Figure 3.6: CTCF occupancy affected by cis-acting variation is show higher dominant effects
a A schematic model for assigning modes of inheritance for the cis- and trans-
influenced TF binding sites. F0MAX and F0MIN refer to the F0 parental subspecies
with the higher and lower median binding intensity, respectively. Binding intensities were summed across replicates in F0, and across alleles for F1. b The bar plots (top) show the proportion of cis- and trans-acting variants in CTCF binding sites based on their assigned mode of inheritance. The circle plot (bottom)
breaks down each mode of inheritance by the F0 father of origin with the higher median binding intensity (F0MAX), with the number of sites per subspecies
denoted inside the circles. The radius of each circle indicates the proportion of that mode of inheritance for the particular F0MAX parent for the same category
of cis/trans variation. c Pie charts showing the relative proportions of the three modes of inheritance for CTCF and 3 liver-specific TFs as determined using a statistical model to fit binding sites affected by cis or trans variation (see Methods). d A heatmap showing CTCF (left) binding events affected by cis- and
trans-acting variation. Different modes of inheritance were defined in a (see
Methods for the statistical model). The data from CEBPA assigned modes of inheritance (right) for both cis- and trans-acting variation was used for comparison (see Methods). Total F1 counts were individually scaled to 1 (yellow).
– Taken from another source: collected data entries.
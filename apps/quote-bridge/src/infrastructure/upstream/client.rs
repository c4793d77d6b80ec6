//! Upstream WebSocket Client
//!
//! Maintains the single persistent connection to the upstream
//! quote-streaming process.
//!
//! # Lifecycle
//!
//! One actor task owns the connection. Each cycle it dials the upstream,
//! requests a status snapshot, and pumps frames until the socket drops,
//! the health monitor declares silence, or shutdown is requested. Failed
//! cycles back off linearly before the next dial; only the actor ever
//! reconnects, so at most one attempt is pending at any time.
//!
//! Outbound commands are accepted through an [`UpstreamHandle`] only
//! while connected. Nothing is queued across connections: commands
//! rejected while disconnected are the caller's problem, and anything
//! left in the channel when a connection dies is discarded before the
//! next dial.

use std::sync::Arc;

use futures_util::{SinkExt, StreamExt};
use tokio::sync::mpsc;
use tokio_tungstenite::tungstenite::Message;
use tokio_util::sync::CancellationToken;

use super::codec;
use super::messages::Command;
use super::monitor::{HealthMonitor, MonitorConfig, MonitorEvent};
use super::reconnect::ReconnectPolicy;
use super::router::MessageRouter;
use super::stats::ConnectionStats;
use crate::UpstreamSettings;
use crate::infrastructure::metrics;

/// Capacity of the outbound command channel. Commands are accepted only
/// while connected and drained continuously, so this only needs to absorb
/// short bursts.
const COMMAND_CHANNEL_CAPACITY: usize = 64;

/// Disconnect reason recorded when the health monitor forces a teardown.
pub const REASON_SILENCE_TIMEOUT: &str = "silence_timeout";

/// Errors that end one connection cycle.
#[derive(Debug, thiserror::Error)]
pub enum UpstreamError {
    /// WebSocket error from the transport.
    #[error("WebSocket error: {0}")]
    WebSocket(#[from] tokio_tungstenite::tungstenite::Error),

    /// The upstream closed the connection or the stream ended.
    #[error("connection closed by upstream")]
    ConnectionClosed,

    /// The health monitor saw no traffic within the silence window.
    #[error("no upstream traffic within silence window")]
    SilenceTimeout,
}

fn is_connection_refused(error: &UpstreamError) -> bool {
    matches!(
        error,
        UpstreamError::WebSocket(tokio_tungstenite::tungstenite::Error::Io(io))
            if io.kind() == std::io::ErrorKind::ConnectionRefused
    )
}

/// Configuration for the upstream client.
#[derive(Debug, Clone)]
pub struct UpstreamClientConfig {
    /// WebSocket URL of the upstream process.
    pub url: String,
    /// Backoff schedule between failed cycles.
    pub reconnect: ReconnectPolicy,
    /// Health monitoring windows.
    pub monitor: MonitorConfig,
}

impl UpstreamClientConfig {
    /// Build client configuration from upstream settings.
    #[must_use]
    pub fn from_settings(settings: &UpstreamSettings) -> Self {
        Self {
            url: settings.url(),
            reconnect: ReconnectPolicy::new(settings.reconnect_base, settings.reconnect_max),
            monitor: MonitorConfig {
                check_interval: settings.health_check_interval,
                silence_timeout: settings.silence_timeout,
                ping_interval: settings.ping_interval,
            },
        }
    }
}

/// Command-sending side of the upstream connection.
///
/// Cheap to clone; held by the HTTP API and the viewer server.
#[derive(Debug, Clone)]
pub struct UpstreamHandle {
    stats: Arc<ConnectionStats>,
    command_tx: mpsc::Sender<Command>,
}

impl UpstreamHandle {
    /// Hand a command to the connection actor for delivery.
    ///
    /// Returns `true` when the command was accepted for the current
    /// connection. Returns `false` when disconnected or when the command
    /// channel is full; the command is dropped either way, never queued
    /// for a future connection.
    #[must_use]
    pub fn send(&self, command: Command) -> bool {
        if !self.stats.is_connected() {
            tracing::debug!(command = command.name(), "Dropping command while disconnected");
            return false;
        }
        self.command_tx.try_send(command).is_ok()
    }

    /// Shared connection stats.
    #[must_use]
    pub fn stats(&self) -> Arc<ConnectionStats> {
        Arc::clone(&self.stats)
    }
}

/// The connection actor. Owns the socket and all reconnect decisions.
pub struct UpstreamClient {
    config: UpstreamClientConfig,
    stats: Arc<ConnectionStats>,
    router: MessageRouter,
    command_rx: mpsc::Receiver<Command>,
    cancel: CancellationToken,
}

impl UpstreamClient {
    /// Create the actor and its command handle.
    #[must_use]
    pub fn new(
        config: UpstreamClientConfig,
        stats: Arc<ConnectionStats>,
        router: MessageRouter,
        cancel: CancellationToken,
    ) -> (Self, UpstreamHandle) {
        let (command_tx, command_rx) = mpsc::channel(COMMAND_CHANNEL_CAPACITY);
        let handle = UpstreamHandle {
            stats: Arc::clone(&stats),
            command_tx,
        };
        let client = Self {
            config,
            stats,
            router,
            command_rx,
            cancel,
        };
        (client, handle)
    }

    /// Run the connect/read/backoff loop until shutdown.
    pub async fn run(mut self) {
        loop {
            if self.cancel.is_cancelled() {
                tracing::info!("Upstream client cancelled");
                return;
            }

            // Discard commands accepted for a previous connection.
            while self.command_rx.try_recv().is_ok() {}

            self.stats.mark_connecting();
            match self.connect_and_run().await {
                Ok(()) => {
                    // A clean exit is not a lost connection.
                    self.stats.mark_disconnected(false, "shutdown");
                    metrics::set_connected(false);
                    tracing::info!("Upstream connection closed for shutdown");
                    return;
                }
                Err(e) => {
                    let was_established = self.stats.is_connected();
                    let reason = match e {
                        UpstreamError::SilenceTimeout => REASON_SILENCE_TIMEOUT.to_string(),
                        ref other => other.to_string(),
                    };
                    if is_connection_refused(&e) {
                        // Expected whenever the upstream process is down.
                        tracing::debug!(error = %e, "Upstream not accepting connections");
                    } else {
                        tracing::warn!(error = %e, was_established, "Upstream connection lost");
                    }
                    self.stats.mark_disconnected(was_established, &reason);
                    metrics::set_connected(false);
                    if was_established {
                        metrics::record_disconnect(&reason);
                        self.router.announce_connection(false, Some(&reason));
                    }
                }
            }

            let attempts = self.stats.increment_reconnect_attempts();
            metrics::record_reconnect_attempt();
            let delay = self.config.reconnect.delay_for(attempts);
            tracing::info!(
                attempt = attempts,
                delay_ms = delay.as_millis(),
                "Reconnecting to upstream"
            );

            tokio::select! {
                () = self.cancel.cancelled() => {
                    tracing::info!("Upstream client cancelled during backoff");
                    return;
                }
                () = tokio::time::sleep(delay) => {}
            }
        }
    }

    /// Dial the upstream and pump frames until the cycle ends.
    ///
    /// `Ok(())` means shutdown was requested; any other exit is an error.
    async fn connect_and_run(&mut self) -> Result<(), UpstreamError> {
        tracing::info!(url = %self.config.url, "Connecting to upstream");

        let (ws_stream, _response) = tokio_tungstenite::connect_async(&self.config.url).await?;
        let (mut write, mut read) = ws_stream.split();

        self.stats.mark_connected();
        metrics::set_connected(true);
        tracing::info!("Upstream connection established");
        self.router.announce_connection(true, None);

        let (monitor_tx, mut monitor_rx) = mpsc::channel::<MonitorEvent>(10);
        let monitor_cancel = CancellationToken::new();
        let monitor = HealthMonitor::new(
            self.config.monitor.clone(),
            Arc::clone(&self.stats),
            monitor_tx,
            monitor_cancel.clone(),
        );
        let _monitor_handle = tokio::spawn(monitor.run());

        // Ask for a status snapshot so the subscription view repopulates.
        // Data subscriptions themselves are not replayed; upstream retains
        // its own subscription state across our reconnects.
        let result = match self.send_command(&mut write, &Command::GetStatus).await {
            Ok(()) => self.pump(&mut write, &mut read, &mut monitor_rx).await,
            Err(e) => Err(e),
        };
        monitor_cancel.cancel();
        result
    }

    /// Frame-pumping loop for one established connection.
    async fn pump<W, R>(
        &mut self,
        write: &mut W,
        read: &mut R,
        monitor_rx: &mut mpsc::Receiver<MonitorEvent>,
    ) -> Result<(), UpstreamError>
    where
        W: SinkExt<Message, Error = tokio_tungstenite::tungstenite::Error> + Unpin,
        R: StreamExt<Item = Result<Message, tokio_tungstenite::tungstenite::Error>> + Unpin,
    {
        loop {
            tokio::select! {
                () = self.cancel.cancelled() => {
                    let _ = write.send(Message::Close(None)).await;
                    return Ok(());
                }
                monitor_event = monitor_rx.recv() => {
                    match monitor_event {
                        Some(MonitorEvent::SendPing) => {
                            self.send_command(write, &Command::Ping).await?;
                        }
                        Some(MonitorEvent::SilenceTimeout { silent_for }) => {
                            tracing::warn!(
                                silent_secs = silent_for.as_secs(),
                                "Forcing disconnect after silence"
                            );
                            return Err(UpstreamError::SilenceTimeout);
                        }
                        None => {
                            tracing::debug!("Monitor channel closed");
                        }
                    }
                }
                command = self.command_rx.recv() => {
                    if let Some(command) = command {
                        self.send_command(write, &command).await?;
                    }
                }
                msg = read.next() => {
                    match msg {
                        Some(Ok(Message::Text(text))) => {
                            self.stats.record_message_received();
                            self.handle_text_frame(&text);
                        }
                        Some(Ok(Message::Ping(data))) => {
                            write.send(Message::Pong(data)).await?;
                        }
                        Some(Ok(Message::Close(_))) => {
                            tracing::info!("Upstream sent close frame");
                            return Err(UpstreamError::ConnectionClosed);
                        }
                        Some(Ok(_)) => {
                            // Binary and pong frames carry nothing for us.
                        }
                        Some(Err(e)) => return Err(e.into()),
                        None => {
                            tracing::info!("Upstream stream ended");
                            return Err(UpstreamError::ConnectionClosed);
                        }
                    }
                }
            }
        }
    }

    /// Decode and route one inbound text frame. Malformed frames are
    /// logged and dropped without ending the connection.
    fn handle_text_frame(&self, text: &str) {
        match codec::decode_frame(text) {
            Ok(message) => self.router.route(message),
            Err(e) => {
                metrics::record_frame_error();
                tracing::warn!(error = %e, "Dropping malformed upstream frame");
            }
        }
    }

    /// Serialize and send one command frame.
    async fn send_command<W>(&self, write: &mut W, command: &Command) -> Result<(), UpstreamError>
    where
        W: SinkExt<Message, Error = tokio_tungstenite::tungstenite::Error> + Unpin,
    {
        match codec::encode_command(command) {
            Ok(json) => {
                write.send(Message::Text(json.into())).await?;
                self.stats.record_message_sent();
                metrics::record_command_sent(command.name());
                tracing::debug!(command = command.name(), "Command sent upstream");
                Ok(())
            }
            Err(e) => {
                tracing::error!(error = %e, command = command.name(), "Failed to encode command");
                Ok(())
            }
        }
    }
}

#[cfg(test)]
mod tests {
    use std::time::Duration;

    use super::*;
    use crate::infrastructure::broadcast::BroadcastHub;

    fn make_client() -> (UpstreamClient, UpstreamHandle, Arc<ConnectionStats>) {
        let stats = Arc::new(ConnectionStats::new());
        let hub = Arc::new(BroadcastHub::with_defaults());
        let router = MessageRouter::new(hub, Arc::clone(&stats));
        let config = UpstreamClientConfig {
            url: "ws://localhost:8889".to_string(),
            reconnect: ReconnectPolicy::default(),
            monitor: MonitorConfig::default(),
        };
        let (client, handle) =
            UpstreamClient::new(config, Arc::clone(&stats), router, CancellationToken::new());
        (client, handle, stats)
    }

    #[test]
    fn handle_rejects_commands_while_disconnected() {
        let (_client, handle, stats) = make_client();
        assert_eq!(stats.state(), super::super::stats::ConnectionState::Disconnected);
        assert!(!handle.send(Command::GetStatus));
    }

    #[test]
    fn handle_accepts_commands_while_connected() {
        let (_client, handle, stats) = make_client();
        stats.mark_connected();
        assert!(handle.send(Command::GetStatus));
    }

    #[test]
    fn handle_rejects_when_channel_full() {
        let (_client, handle, stats) = make_client();
        stats.mark_connected();
        for _ in 0..COMMAND_CHANNEL_CAPACITY {
            assert!(handle.send(Command::Ping));
        }
        assert!(!handle.send(Command::Ping));
    }

    #[test]
    fn config_from_settings() {
        let settings = UpstreamSettings {
            host: "quotehost".to_string(),
            port: 9001,
            reconnect_base: Duration::from_secs(5),
            reconnect_max: Duration::from_secs(60),
            health_check_interval: Duration::from_secs(15),
            silence_timeout: Duration::from_secs(60),
            ping_interval: Duration::from_secs(30),
        };
        let config = UpstreamClientConfig::from_settings(&settings);
        assert_eq!(config.url, "ws://quotehost:9001");
        assert_eq!(config.monitor.silence_timeout, Duration::from_secs(60));
        assert_eq!(config.reconnect.delay_for(2), Duration::from_secs(10));
    }
}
This observation, in the case of cis-acting variation, is significantly different from the pattern observed in other TFs, where although the most prevalent mode of inheritance was additive (Figure 3.6c), the contribution of dominant inheritance was much reduced (c2 test for pairwise comparison between CTCF and other TFs with
Bonferroni's correction, all p-values < 2.2e-16). Although non-additive inheritance was the predominant form for trans-acting variation in CTCF and other TFs, the contributions of additive and both forms of non-additive inheritance varied in TF- specific fashion. For example, the enrichment of the dominant high mode of inheritance in trans-acting variation observed in CTCF was not seen in HNF4A, in which the dominant low mode was more common (Figure 3.6c).
A close inspection of the ratios of the signal in CTCF cis and trans in comparison with CEBPA reveals that the overall effect of regulatory variations in additive inheritance tends to centre the ratios of F0MIN to F1 towards 1, with few sites showing
enrichments towards the lower ends (Figure 3.6d). Only dominant inheritance of the low variety shows a clear difference of the pattern in those ratios between F0MAX and
F0MIN in cis-influenced inheritance (Figure 3.6d). This indicates that in CTCF even
binding sites classified as influenced by cis-acting variation are under a clear dominant
low influence that skews the inheritance pattern from the expected additive mode,
which in turn could explain the increased effect of non-additive inheritance observed in the ratios of CTCF total binding signals compared to other TFs.